■ Problem to work on
Retype the whole listing that follows, line for line.

⁂

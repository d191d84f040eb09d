//! Derivation of the rendered view from the full catalog.
//!
//! The view is a pure function of `(catalog, query)`: it is rebuilt from
//! scratch on every change and never mutates the catalog.

use std::cmp::Ordering;

use crate::products::{Product, Storage};

/// Ordering applied to the filtered view.
#[derive(Debug, Clone, Copy, PartialEq, Eq, Default)]
pub enum SortKey {
    /// Catalog id ascending.
    #[default]
    Default,
    PriceAsc,
    PriceDesc,
    /// Model name, case-insensitive.
    Name,
}

impl SortKey {
    /// Parses a sort selector value. Unrecognized values select
    /// [`SortKey::Default`].
    #[must_use]
    pub fn parse(value: &str) -> Self {
        match value.trim() {
            "price-asc" => SortKey::PriceAsc,
            "price-desc" => SortKey::PriceDesc,
            "name" => SortKey::Name,
            _ => SortKey::Default,
        }
    }

    #[must_use]
    pub fn as_str(self) -> &'static str {
        match self {
            SortKey::Default => "default",
            SortKey::PriceAsc => "price-asc",
            SortKey::PriceDesc => "price-desc",
            SortKey::Name => "name",
        }
    }
}

impl std::fmt::Display for SortKey {
    fn fmt(&self, f: &mut std::fmt::Formatter<'_>) -> std::fmt::Result {
        f.write_str(self.as_str())
    }
}

/// Facet selections, free-text search and sort key for one view.
///
/// `None` facets match every product.
#[derive(Debug, Clone, Default, PartialEq)]
pub struct ViewQuery {
    pub category: Option<String>,
    pub color: Option<String>,
    pub storage: Option<Storage>,
    pub search: Option<String>,
    pub sort: SortKey,
}

impl ViewQuery {
    /// Clears every facet, the search text and the sort key.
    pub fn reset(&mut self) {
        *self = ViewQuery::default();
    }

    #[must_use]
    pub fn is_unfiltered(&self) -> bool {
        self.category.is_none()
            && self.color.is_none()
            && self.storage.is_none()
            && self.search_needle().is_none()
    }

    /// Lowercased, trimmed search text; `None` when blank.
    fn search_needle(&self) -> Option<String> {
        self.search
            .as_deref()
            .map(str::trim)
            .filter(|q| !q.is_empty())
            .map(str::to_lowercase)
    }

    /// Returns `true` when `product` passes every active facet and the search.
    #[must_use]
    pub fn matches(&self, product: &Product) -> bool {
        self.matches_with_needle(product, self.search_needle().as_deref())
    }

    fn matches_with_needle(&self, product: &Product, needle: Option<&str>) -> bool {
        let category_match = self
            .category
            .as_deref()
            .is_none_or(|c| product.category == c);
        let color_match = self.color.as_deref().is_none_or(|c| product.color == c);
        let storage_match = self.storage.as_ref().is_none_or(|s| &product.storage == s);
        let search_match = needle.is_none_or(|q| {
            product.model.to_lowercase().contains(q)
                || product.category.to_lowercase().contains(q)
                || product.color.to_lowercase().contains(q)
        });

        category_match && color_match && storage_match && search_match
    }
}

/// Builds the view for `query` from `catalog`.
///
/// Filtering is conjunctive across facets and search. Sorting is stable, so
/// products that compare equal keep their catalog order.
#[must_use]
pub fn derive_view(catalog: &[Product], query: &ViewQuery) -> Vec<Product> {
    let needle = query.search_needle();
    let mut view: Vec<Product> = catalog
        .iter()
        .filter(|p| query.matches_with_needle(p, needle.as_deref()))
        .cloned()
        .collect();

    sort_products(&mut view, query.sort);
    view
}

/// Sorts `products` in place by `key`.
pub fn sort_products(products: &mut [Product], key: SortKey) {
    match key {
        SortKey::Default => products.sort_by_key(|p| p.id),
        SortKey::PriceAsc => products.sort_by(|a, b| a.price.total_cmp(&b.price)),
        SortKey::PriceDesc => products.sort_by(|a, b| b.price.total_cmp(&a.price)),
        SortKey::Name => products.sort_by(|a, b| compare_names(&a.model, &b.model)),
    }
}

fn compare_names(a: &str, b: &str) -> Ordering {
    a.to_lowercase()
        .cmp(&b.to_lowercase())
        .then_with(|| a.cmp(b))
}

⁂

■ Your solution
repository d191d84f040eb09d
//! Derivation of the rendered view from the full catalog.
//!
//! The view is a pure function of `(catalog, query)`: it is rebuilt from
//! scratch on every change and never mutates the catalog.

use std::cmp::Ordering;

use crate::products::{Product, Storage};

/// Ordering applied to the filtered view.
#[derive(Debug, Clone, Copy, PartialEq, Eq, Default)]
pub enum SortKey {
    /// Catalog id ascending.
    #[default]
    Default,
    PriceAsc,
    PriceDesc,
    /// Model name, case-insensitive.
    Name,
}

impl SortKey {
    /// Parses a sort selector value. Unrecognized values select
    /// [`SortKey::Default`].
    #[must_use]
    pub fn parse(value: &str) -> Self {
        match value.trim() {
            "price-asc" => SortKey::PriceAsc,
            "price-desc" => SortKey::PriceDesc,
            "name" => SortKey::Name,
            _ => SortKey::Default,
        }
    }

    #[must_use]
    pub fn as_str(self) -> &'static str {
        match self {
            SortKey::Default => "default",
            SortKey::PriceAsc => "price-asc",
            SortKey::PriceDesc => "price-desc",
            SortKey::Name => "name",
        }
    }
}

impl std::fmt::Display for SortKey {
    fn fmt(&self, f: &mut std::fmt::Formatter<'_>) -> std::fmt::Result {
        f.write_str(self.as_str())
    }
}

/// Facet selections, free-text search and sort key for one view.
///
/// `None` facets match every product.
#[derive(Debug, Clone, Default, PartialEq)]
pub struct ViewQuery {
    pub category: Option<String>,
    pub color: Option<String>,
    pub storage: Option<Storage>,
    pub search: Option<String>,
    pub sort: SortKey,
}

impl ViewQuery {
    /// Clears every facet, the search text and the sort key.
    pub fn reset(&mut self) {
        *self = ViewQuery::default();
    }

    #[must_use]
    pub fn is_unfiltered(&self) -> bool {
        self.category.is_none()
            && self.color.is_none()
            && self.storage.is_none()
            && self.search_needle().is_none()
    }

    /// Lowercased, trimmed search text; `None` when blank.
    fn search_needle(&self) -> Option<String> {
        self.search
            .as_deref()
            .map(str::trim)
            .filter(|q| !q.is_empty())
            .map(str::to_lowercase)
    }

    /// Returns `true` when `product` passes every active facet and the search.
    #[must_use]
    pub fn matches(&self, product: &Product) -> bool {
        self.matches_with_needle(product, self.search_needle().as_deref())
    }

    fn matches_with_needle(&self, product: &Product, needle: Option<&str>) -> bool {
        let category_match = self
            .category
            .as_deref()
            .is_none_or(|c| product.category == c);
        let color_match = self.color.as_deref().is_none_or(|c| product.color == c);
        let storage_match = self.storage.as_ref().is_none_or(|s| &product.storage == s);
        let search_match = needle.is_none_or(|q| {
            product.model.to_lowercase().contains(q)
                || product.category.to_lowercase().contains(q)
                || product.color.to_lowercase().contains(q)
        });

        category_match && color_match && storage_match && search_match
    }
}

/// Builds the view for `query` from `catalog`.
///
/// Filtering is conjunctive across facets and search. Sorting is stable, so
/// products that compare equal keep their catalog order.
#[must_use]
pub fn derive_view(catalog: &[Product], query: &ViewQuery) -> Vec<Product> {
    let needle = query.search_needle();
    let mut view: Vec<Product> = catalog
        .iter()
        .filter(|p| query.matches_with_needle(p, needle.as_deref()))
        .cloned()
        .collect();

    sort_products(&mut view, query.sort);
    view
}

/// Sorts `products` in place by `key`.
pub fn sort_products(products: &mut [Product], key: SortKey) {
    match key {
        SortKey::Default => products.sort_by_key(|p| p.id),
        SortKey::PriceAsc => products.sort_by(|a, b| a.price.total_cmp(&b.price)),
        SortKey::PriceDesc => products.sort_by(|a, b| b.price.total_cmp(&a.price)),
        SortKey::Name => products.sort_by(|a, b| compare_names(&a.model, &b.model)),
    }
}

fn compare_names(a: &str, b: &str) -> Ordering {
    a.to_lowercase()
        .cmp(&b.to_lowercase())
        .then_with(|| a.cmp(b))
}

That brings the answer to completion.